Write out all of the data again, exactly as it reads.

== Records to use ==

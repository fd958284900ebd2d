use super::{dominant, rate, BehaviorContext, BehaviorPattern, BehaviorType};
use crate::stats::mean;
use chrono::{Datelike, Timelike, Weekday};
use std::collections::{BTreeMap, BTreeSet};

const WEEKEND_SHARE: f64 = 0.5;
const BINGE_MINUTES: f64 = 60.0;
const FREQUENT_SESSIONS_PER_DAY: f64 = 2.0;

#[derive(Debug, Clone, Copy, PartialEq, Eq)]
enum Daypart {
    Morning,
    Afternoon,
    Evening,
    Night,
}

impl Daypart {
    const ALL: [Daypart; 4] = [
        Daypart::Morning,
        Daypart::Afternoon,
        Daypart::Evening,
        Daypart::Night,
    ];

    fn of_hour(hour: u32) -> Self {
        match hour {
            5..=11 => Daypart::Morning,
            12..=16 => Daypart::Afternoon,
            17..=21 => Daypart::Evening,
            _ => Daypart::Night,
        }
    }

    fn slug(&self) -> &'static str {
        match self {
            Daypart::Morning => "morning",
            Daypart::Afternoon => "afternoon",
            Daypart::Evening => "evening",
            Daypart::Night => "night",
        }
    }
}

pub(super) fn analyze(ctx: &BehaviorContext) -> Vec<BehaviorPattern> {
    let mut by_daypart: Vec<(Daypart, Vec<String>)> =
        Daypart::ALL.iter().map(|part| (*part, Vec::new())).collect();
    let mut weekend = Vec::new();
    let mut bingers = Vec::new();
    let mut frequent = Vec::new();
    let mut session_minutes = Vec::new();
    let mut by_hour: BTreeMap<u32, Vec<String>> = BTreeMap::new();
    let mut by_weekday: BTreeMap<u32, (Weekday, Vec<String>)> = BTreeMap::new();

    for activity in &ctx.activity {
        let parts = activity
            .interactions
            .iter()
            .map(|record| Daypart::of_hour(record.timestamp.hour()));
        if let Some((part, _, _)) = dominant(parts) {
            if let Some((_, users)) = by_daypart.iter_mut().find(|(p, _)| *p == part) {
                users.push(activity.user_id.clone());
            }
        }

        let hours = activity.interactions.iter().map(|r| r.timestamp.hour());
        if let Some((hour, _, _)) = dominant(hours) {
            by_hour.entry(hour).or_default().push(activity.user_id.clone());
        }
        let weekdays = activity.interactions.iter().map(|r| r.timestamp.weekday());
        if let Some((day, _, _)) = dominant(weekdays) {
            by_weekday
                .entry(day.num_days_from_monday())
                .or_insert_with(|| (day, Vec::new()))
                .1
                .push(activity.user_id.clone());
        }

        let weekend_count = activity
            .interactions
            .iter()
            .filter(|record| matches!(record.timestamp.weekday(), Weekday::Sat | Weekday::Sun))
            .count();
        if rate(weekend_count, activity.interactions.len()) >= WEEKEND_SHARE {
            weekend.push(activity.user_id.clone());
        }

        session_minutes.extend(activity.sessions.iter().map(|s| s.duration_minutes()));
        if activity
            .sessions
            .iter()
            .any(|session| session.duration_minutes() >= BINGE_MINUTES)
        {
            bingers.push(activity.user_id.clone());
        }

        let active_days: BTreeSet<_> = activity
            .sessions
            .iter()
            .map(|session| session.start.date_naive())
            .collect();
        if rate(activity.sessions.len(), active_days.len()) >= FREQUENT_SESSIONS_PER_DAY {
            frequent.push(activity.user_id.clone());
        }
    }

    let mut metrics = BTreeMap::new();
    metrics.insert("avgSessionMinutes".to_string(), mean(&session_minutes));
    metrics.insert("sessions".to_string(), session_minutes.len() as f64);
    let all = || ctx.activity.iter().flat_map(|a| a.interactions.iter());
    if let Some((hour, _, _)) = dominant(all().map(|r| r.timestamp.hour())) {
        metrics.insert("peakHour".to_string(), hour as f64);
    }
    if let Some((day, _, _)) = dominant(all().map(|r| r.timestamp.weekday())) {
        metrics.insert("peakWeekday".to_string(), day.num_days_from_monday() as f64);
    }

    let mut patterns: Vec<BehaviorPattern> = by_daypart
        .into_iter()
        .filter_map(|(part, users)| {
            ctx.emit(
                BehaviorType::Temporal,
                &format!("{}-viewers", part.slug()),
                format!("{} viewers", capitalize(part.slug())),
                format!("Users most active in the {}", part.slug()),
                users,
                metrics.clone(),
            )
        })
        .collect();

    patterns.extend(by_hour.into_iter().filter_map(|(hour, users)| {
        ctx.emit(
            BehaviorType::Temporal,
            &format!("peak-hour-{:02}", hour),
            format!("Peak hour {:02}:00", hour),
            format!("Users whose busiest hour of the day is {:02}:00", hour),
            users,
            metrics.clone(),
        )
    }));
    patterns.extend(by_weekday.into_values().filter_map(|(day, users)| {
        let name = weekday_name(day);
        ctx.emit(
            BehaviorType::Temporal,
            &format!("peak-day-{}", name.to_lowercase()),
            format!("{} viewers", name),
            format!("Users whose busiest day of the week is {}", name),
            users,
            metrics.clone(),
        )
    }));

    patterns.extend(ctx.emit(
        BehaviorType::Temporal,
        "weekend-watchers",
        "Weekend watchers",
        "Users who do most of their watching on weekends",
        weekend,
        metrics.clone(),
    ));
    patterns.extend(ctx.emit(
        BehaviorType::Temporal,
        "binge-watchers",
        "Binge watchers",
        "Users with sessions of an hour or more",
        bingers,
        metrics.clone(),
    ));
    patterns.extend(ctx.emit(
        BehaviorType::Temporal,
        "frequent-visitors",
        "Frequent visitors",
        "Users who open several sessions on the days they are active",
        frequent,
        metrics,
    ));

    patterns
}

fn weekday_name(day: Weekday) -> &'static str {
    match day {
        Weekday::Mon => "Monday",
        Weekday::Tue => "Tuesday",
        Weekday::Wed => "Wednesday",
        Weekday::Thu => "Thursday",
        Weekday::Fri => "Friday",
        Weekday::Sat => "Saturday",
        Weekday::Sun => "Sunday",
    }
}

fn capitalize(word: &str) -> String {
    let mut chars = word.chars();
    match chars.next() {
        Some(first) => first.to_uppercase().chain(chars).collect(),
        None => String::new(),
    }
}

===

**Finished exercise:**
repository fd958284900ebd2d
use super::{dominant, rate, BehaviorContext, BehaviorPattern, BehaviorType};
use crate::stats::mean;
use chrono::{Datelike, Timelike, Weekday};
use std::collections::{BTreeMap, BTreeSet};

const WEEKEND_SHARE: f64 = 0.5;
const BINGE_MINUTES: f64 = 60.0;
const FREQUENT_SESSIONS_PER_DAY: f64 = 2.0;

#[derive(Debug, Clone, Copy, PartialEq, Eq)]
enum Daypart {
    Morning,
    Afternoon,
    Evening,
    Night,
}

impl Daypart {
    const ALL: [Daypart; 4] = [
        Daypart::Morning,
        Daypart::Afternoon,
        Daypart::Evening,
        Daypart::Night,
    ];

    fn of_hour(hour: u32) -> Self {
        match hour {
            5..=11 => Daypart::Morning,
            12..=16 => Daypart::Afternoon,
            17..=21 => Daypart::Evening,
            _ => Daypart::Night,
        }
    }

    fn slug(&self) -> &'static str {
        match self {
            Daypart::Morning => "morning",
            Daypart::Afternoon => "afternoon",
            Daypart::Evening => "evening",
            Daypart::Night => "night",
        }
    }
}

pub(super) fn analyze(ctx: &BehaviorContext) -> Vec<BehaviorPattern> {
    let mut by_daypart: Vec<(Daypart, Vec<String>)> =
        Daypart::ALL.iter().map(|part| (*part, Vec::new())).collect();
    let mut weekend = Vec::new();
    let mut bingers = Vec::new();
    let mut frequent = Vec::new();
    let mut session_minutes = Vec::new();
    let mut by_hour: BTreeMap<u32, Vec<String>> = BTreeMap::new();
    let mut by_weekday: BTreeMap<u32, (Weekday, Vec<String>)> = BTreeMap::new();

    for activity in &ctx.activity {
        let parts = activity
            .interactions
            .iter()
            .map(|record| Daypart::of_hour(record.timestamp.hour()));
        if let Some((part, _, _)) = dominant(parts) {
            if let Some((_, users)) = by_daypart.iter_mut().find(|(p, _)| *p == part) {
                users.push(activity.user_id.clone());
            }
        }

        let hours = activity.interactions.iter().map(|r| r.timestamp.hour());
        if let Some((hour, _, _)) = dominant(hours) {
            by_hour.entry(hour).or_default().push(activity.user_id.clone());
        }
        let weekdays = activity.interactions.iter().map(|r| r.timestamp.weekday());
        if let Some((day, _, _)) = dominant(weekdays) {
            by_weekday
                .entry(day.num_days_from_monday())
                .or_insert_with(|| (day, Vec::new()))
                .1
                .push(activity.user_id.clone());
        }

        let weekend_count = activity
            .interactions
            .iter()
            .filter(|record| matches!(record.timestamp.weekday(), Weekday::Sat | Weekday::Sun))
            .count();
        if rate(weekend_count, activity.interactions.len()) >= WEEKEND_SHARE {
            weekend.push(activity.user_id.clone());
        }

        session_minutes.extend(activity.sessions.iter().map(|s| s.duration_minutes()));
        if activity
            .sessions
            .iter()
            .any(|session| session.duration_minutes() >= BINGE_MINUTES)
        {
            bingers.push(activity.user_id.clone());
        }

        let active_days: BTreeSet<_> = activity
            .sessions
            .iter()
            .map(|session| session.start.date_naive())
            .collect();
        if rate(activity.sessions.len(), active_days.len()) >= FREQUENT_SESSIONS_PER_DAY {
            frequent.push(activity.user_id.clone());
        }
    }

    let mut metrics = BTreeMap::new();
    metrics.insert("avgSessionMinutes".to_string(), mean(&session_minutes));
    metrics.insert("sessions".to_string(), session_minutes.len() as f64);
    let all = || ctx.activity.iter().flat_map(|a| a.interactions.iter());
    if let Some((hour, _, _)) = dominant(all().map(|r| r.timestamp.hour())) {
        metrics.insert("peakHour".to_string(), hour as f64);
    }
    if let Some((day, _, _)) = dominant(all().map(|r| r.timestamp.weekday())) {
        metrics.insert("peakWeekday".to_string(), day.num_days_from_monday() as f64);
    }

    let mut patterns: Vec<BehaviorPattern> = by_daypart
        .into_iter()
        .filter_map(|(part, users)| {
            ctx.emit(
                BehaviorType::Temporal,
                &format!("{}-viewers", part.slug()),
                format!("{} viewers", capitalize(part.slug())),
                format!("Users most active in the {}", part.slug()),
                users,
                metrics.clone(),
            )
        })
        .collect();

    patterns.extend(by_hour.into_iter().filter_map(|(hour, users)| {
        ctx.emit(
            BehaviorType::Temporal,
            &format!("peak-hour-{:02}", hour),
            format!("Peak hour {:02}:00", hour),
            format!("Users whose busiest hour of the day is {:02}:00", hour),
            users,
            metrics.clone(),
        )
    }));
    patterns.extend(by_weekday.into_values().filter_map(|(day, users)| {
        let name = weekday_name(day);
        ctx.emit(
            BehaviorType::Temporal,
            &format!("peak-day-{}", name.to_lowercase()),
            format!("{} viewers", name),
            format!("Users whose busiest day of the week is {}", name),
            users,
            metrics.clone(),
        )
    }));

    patterns.extend(ctx.emit(
        BehaviorType::Temporal,
        "weekend-watchers",
        "Weekend watchers",
        "Users who do most of their watching on weekends",
        weekend,
        metrics.clone(),
    ));
    patterns.extend(ctx.emit(
        BehaviorType::Temporal,
        "binge-watchers",
        "Binge watchers",
        "Users with sessions of an hour or more",
        bingers,
        metrics.clone(),
    ));
    patterns.extend(ctx.emit(
        BehaviorType::Temporal,
        "frequent-visitors",
        "Frequent visitors",
        "Users who open several sessions on the days they are active",
        frequent,
        metrics,
    ));

    patterns
}

fn weekday_name(day: Weekday) -> &'static str {
    match day {
        Weekday::Mon => "Monday",
        Weekday::Tue => "Tuesday",
        Weekday::Wed => "Wednesday",
        Weekday::Thu => "Thursday",
        Weekday::Fri => "Friday",
        Weekday::Sat => "Saturday",
        Weekday::Sun => "Sunday",
    }
}

fn capitalize(word: &str) -> String {
    let mut chars = word.chars();
    match chars.next() {
        Some(first) => first.to_uppercase().chain(chars).collect(),
        None => String::new(),
    }
}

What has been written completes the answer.